▸ **TO DO**:
Output each entry verbatim.

▸ **Records from a data source**:

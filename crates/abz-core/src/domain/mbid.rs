use once_cell::sync::Lazy;
use regex::Regex;
use serde::{Deserialize, Serialize};
use std::fmt;
use std::str::FromStr;

use crate::errors::DraftError;

/// Acepta un MBID pelado o una URL de grabación de MusicBrainz (sitio normal o beta).
///
/// Versión 1..5 y variante 8/9/a/b. Solo se ancla el principio: lo que venga
/// tras el UUID (sufijos de URL, notas pegadas) se ignora.
static RECORDING_MBID_RE: Lazy<Regex> = Lazy::new(|| {
  Regex::new(
    r"(?i)^(?:https?://(?:beta\.)?musicbrainz\.org/recording/)?([0-9a-f]{8}-[0-9a-f]{4}-[1-5][0-9a-f]{3}-[89ab][0-9a-f]{3}-[0-9a-f]{12})",
  )
  .unwrap()
});

/// Forma canónica de un UUID cualquiera, sin mirar versión ni variante.
static ANY_UUID_RE: Lazy<Regex> =
  Lazy::new(|| Regex::new(r"(?i)^[0-9a-f]{8}-[0-9a-f]{4}-[0-9a-f]{4}-[0-9a-f]{4}-[0-9a-f]{12}$").unwrap());

/// MusicBrainz Identifier de una grabación, siempre en minúsculas.
#[derive(Debug, Clone, PartialEq, Eq, PartialOrd, Ord, Hash, Serialize, Deserialize)]
#[serde(try_from = "String", into = "String")]
pub struct Mbid(String);

impl Mbid {
  /// Extrae y normaliza el MBID de la entrada del usuario.
  pub fn parse(input: &str) -> Result<Self, DraftError> {
    let caps = RECORDING_MBID_RE
      .captures(input.trim())
      .ok_or_else(|| DraftError::InvalidIdentifier(input.to_string()))?;

    Ok(Mbid(caps[1].to_ascii_lowercase()))
  }

  /// MBID que ya guardó el servidor. El servidor acepta cualquier UUID, así
  /// que aquí no se comprueban versión ni variante; solo se normaliza.
  pub fn from_server(value: &str) -> Result<Self, DraftError> {
    if ANY_UUID_RE.is_match(value) {
      Ok(Mbid(value.to_ascii_lowercase()))
    } else {
      Err(DraftError::InvalidIdentifier(value.to_string()))
    }
  }

  pub fn as_str(&self) -> &str {
    &self.0
  }

  /// URL canónica de la grabación en musicbrainz.org.
  pub fn recording_url(&self) -> String {
    format!("https://musicbrainz.org/recording/{}", self.0)
  }
}

impl FromStr for Mbid {
  type Err = DraftError;

  fn from_str(s: &str) -> Result<Self, Self::Err> {
    Mbid::parse(s)
  }
}

impl TryFrom<String> for Mbid {
  type Error = DraftError;

  fn try_from(value: String) -> Result<Self, Self::Error> {
    Mbid::parse(&value)
  }
}

impl From<Mbid> for String {
  fn from(mbid: Mbid) -> Self {
    mbid.0
  }
}

impl AsRef<str> for Mbid {
  fn as_ref(&self) -> &str {
    &self.0
  }
}

impl fmt::Display for Mbid {
  fn fmt(&self, f: &mut fmt::Formatter<'_>) -> fmt::Result {
    f.write_str(&self.0)
  }
}

#[cfg(test)]
mod tests {
  use super::*;

  const MBID: &str = "110e8400-e29b-41d4-a716-446655440000";

  #[test]
  fn parses_bare_and_url_forms_to_the_same_value() {
    let bare = Mbid::parse(MBID).unwrap();
    let url = Mbid::parse(&format!("https://musicbrainz.org/recording/{MBID}")).unwrap();
    let beta = Mbid::parse(&format!("http://beta.musicbrainz.org/recording/{MBID}")).unwrap();

    assert_eq!(bare, url);
    assert_eq!(bare, beta);
    assert_eq!(bare.as_str(), MBID);
  }

  #[test]
  fn lowercases_input() {
    let mbid = Mbid::parse("110E8400-E29B-41D4-A716-446655440000").unwrap();
    assert_eq!(mbid.as_str(), MBID);
  }

  #[test]
  fn accepts_url_suffixes() {
    let mbid = Mbid::parse(&format!("https://musicbrainz.org/recording/{MBID}/")).unwrap();
    assert_eq!(mbid.as_str(), MBID);
    let mbid = Mbid::parse(&format!("https://musicbrainz.org/recording/{MBID}?tab=details")).unwrap();
    assert_eq!(mbid.as_str(), MBID);
  }

  #[test]
  fn ignores_text_after_the_uuid() {
    for input in [format!("{MBID} (some song)"), format!("{MBID}abc"), format!("{MBID}0000")] {
      assert_eq!(Mbid::parse(&input).unwrap().as_str(), MBID, "{input:?}");
    }
  }

  #[test]
  fn server_values_skip_version_check() {
    let v0 = Mbid::from_server("110E8400-E29B-01D4-0716-446655440000").unwrap();
    assert_eq!(v0.as_str(), "110e8400-e29b-01d4-0716-446655440000");
    assert!(Mbid::parse(v0.as_str()).is_err());

    let url = format!("https://musicbrainz.org/recording/{MBID}");
    for bad in ["zz", "", MBID.trim_end_matches('0'), url.as_str()] {
      assert!(Mbid::from_server(bad).is_err(), "{bad:?}");
    }
  }

  #[test]
  fn rejects_malformed_input() {
    for bad in [
      "",
      "hello",
      "110e8400-e29b-41d4-a716",
      "110e8400e29b41d4a716446655440000",
      // versión 0 y 6
      "110e8400-e29b-01d4-a716-446655440000",
      "110e8400-e29b-61d4-a716-446655440000",
      // variante c y 7
      "110e8400-e29b-41d4-c716-446655440000",
      "110e8400-e29b-41d4-7716-446655440000",
      // texto antes del UUID
      " x110e8400-e29b-41d4-a716-446655440000",
      "https://musicbrainz.org/release/110e8400-e29b-41d4-a716-446655440000",
      "https://example.org/recording/110e8400-e29b-41d4-a716-446655440000",
    ] {
      assert!(
        matches!(Mbid::parse(bad), Err(DraftError::InvalidIdentifier(_))),
        "should reject {bad:?}"
      );
    }
  }

  #[test]
  fn deserializes_through_validation() {
    let ok: Mbid = serde_json::from_str(&format!("\"{MBID}\"")).unwrap();
    assert_eq!(ok.as_str(), MBID);
    assert!(serde_json::from_str::<Mbid>("\"nope\"").is_err());
  }
}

▸ **RESULT OF THE TASK**:
filename crates/abz-core/src/domain/mbid.rs
use once_cell::sync::Lazy;
use regex::Regex;
use serde::{Deserialize, Serialize};
use std::fmt;
use std::str::FromStr;

use crate::errors::DraftError;

/// Acepta un MBID pelado o una URL de grabación de MusicBrainz (sitio normal o beta).
///
/// Versión 1..5 y variante 8/9/a/b. Solo se ancla el principio: lo que venga
/// tras el UUID (sufijos de URL, notas pegadas) se ignora.
static RECORDING_MBID_RE: Lazy<Regex> = Lazy::new(|| {
  Regex::new(
    r"(?i)^(?:https?://(?:beta\.)?musicbrainz\.org/recording/)?([0-9a-f]{8}-[0-9a-f]{4}-[1-5][0-9a-f]{3}-[89ab][0-9a-f]{3}-[0-9a-f]{12})",
  )
  .unwrap()
});

/// Forma canónica de un UUID cualquiera, sin mirar versión ni variante.
static ANY_UUID_RE: Lazy<Regex> =
  Lazy::new(|| Regex::new(r"(?i)^[0-9a-f]{8}-[0-9a-f]{4}-[0-9a-f]{4}-[0-9a-f]{4}-[0-9a-f]{12}$").unwrap());

/// MusicBrainz Identifier de una grabación, siempre en minúsculas.
#[derive(Debug, Clone, PartialEq, Eq, PartialOrd, Ord, Hash, Serialize, Deserialize)]
#[serde(try_from = "String", into = "String")]
pub struct Mbid(String);

impl Mbid {
  /// Extrae y normaliza el MBID de la entrada del usuario.
  pub fn parse(input: &str) -> Result<Self, DraftError> {
    let caps = RECORDING_MBID_RE
      .captures(input.trim())
      .ok_or_else(|| DraftError::InvalidIdentifier(input.to_string()))?;

    Ok(Mbid(caps[1].to_ascii_lowercase()))
  }

  /// MBID que ya guardó el servidor. El servidor acepta cualquier UUID, así
  /// que aquí no se comprueban versión ni variante; solo se normaliza.
  pub fn from_server(value: &str) -> Result<Self, DraftError> {
    if ANY_UUID_RE.is_match(value) {
      Ok(Mbid(value.to_ascii_lowercase()))
    } else {
      Err(DraftError::InvalidIdentifier(value.to_string()))
    }
  }

  pub fn as_str(&self) -> &str {
    &self.0
  }

  /// URL canónica de la grabación en musicbrainz.org.
  pub fn recording_url(&self) -> String {
    format!("https://musicbrainz.org/recording/{}", self.0)
  }
}

impl FromStr for Mbid {
  type Err = DraftError;

  fn from_str(s: &str) -> Result<Self, Self::Err> {
    Mbid::parse(s)
  }
}

impl TryFrom<String> for Mbid {
  type Error = DraftError;

  fn try_from(value: String) -> Result<Self, Self::Error> {
    Mbid::parse(&value)
  }
}

impl From<Mbid> for String {
  fn from(mbid: Mbid) -> Self {
    mbid.0
  }
}

impl AsRef<str> for Mbid {
  fn as_ref(&self) -> &str {
    &self.0
  }
}

impl fmt::Display for Mbid {
  fn fmt(&self, f: &mut fmt::Formatter<'_>) -> fmt::Result {
    f.write_str(&self.0)
  }
}

#[cfg(test)]
mod tests {
  use super::*;

  const MBID: &str = "110e8400-e29b-41d4-a716-446655440000";

  #[test]
  fn parses_bare_and_url_forms_to_the_same_value() {
    let bare = Mbid::parse(MBID).unwrap();
    let url = Mbid::parse(&format!("https://musicbrainz.org/recording/{MBID}")).unwrap();
    let beta = Mbid::parse(&format!("http://beta.musicbrainz.org/recording/{MBID}")).unwrap();

    assert_eq!(bare, url);
    assert_eq!(bare, beta);
    assert_eq!(bare.as_str(), MBID);
  }

  #[test]
  fn lowercases_input() {
    let mbid = Mbid::parse("110E8400-E29B-41D4-A716-446655440000").unwrap();
    assert_eq!(mbid.as_str(), MBID);
  }

  #[test]
  fn accepts_url_suffixes() {
    let mbid = Mbid::parse(&format!("https://musicbrainz.org/recording/{MBID}/")).unwrap();
    assert_eq!(mbid.as_str(), MBID);
    let mbid = Mbid::parse(&format!("https://musicbrainz.org/recording/{MBID}?tab=details")).unwrap();
    assert_eq!(mbid.as_str(), MBID);
  }

  #[test]
  fn ignores_text_after_the_uuid() {
    for input in [format!("{MBID} (some song)"), format!("{MBID}abc"), format!("{MBID}0000")] {
      assert_eq!(Mbid::parse(&input).unwrap().as_str(), MBID, "{input:?}");
    }
  }

  #[test]
  fn server_values_skip_version_check() {
    let v0 = Mbid::from_server("110E8400-E29B-01D4-0716-446655440000").unwrap();
    assert_eq!(v0.as_str(), "110e8400-e29b-01d4-0716-446655440000");
    assert!(Mbid::parse(v0.as_str()).is_err());

    let url = format!("https://musicbrainz.org/recording/{MBID}");
    for bad in ["zz", "", MBID.trim_end_matches('0'), url.as_str()] {
      assert!(Mbid::from_server(bad).is_err(), "{bad:?}");
    }
  }

  #[test]
  fn rejects_malformed_input() {
    for bad in [
      "",
      "hello",
      "110e8400-e29b-41d4-a716",
      "110e8400e29b41d4a716446655440000",
      // versión 0 y 6
      "110e8400-e29b-01d4-a716-446655440000",
      "110e8400-e29b-61d4-a716-446655440000",
      // variante c y 7
      "110e8400-e29b-41d4-c716-446655440000",
      "110e8400-e29b-41d4-7716-446655440000",
      // texto antes del UUID
      " x110e8400-e29b-41d4-a716-446655440000",
      "https://musicbrainz.org/release/110e8400-e29b-41d4-a716-446655440000",
      "https://example.org/recording/110e8400-e29b-41d4-a716-446655440000",
    ] {
      assert!(
        matches!(Mbid::parse(bad), Err(DraftError::InvalidIdentifier(_))),
        "should reject {bad:?}"
      );
    }
  }

  #[test]
  fn deserializes_through_validation() {
    let ok: Mbid = serde_json::from_str(&format!("\"{MBID}\"")).unwrap();
    assert_eq!(ok.as_str(), MBID);
    assert!(serde_json::from_str::<Mbid>("\"nope\"").is_err());
  }
}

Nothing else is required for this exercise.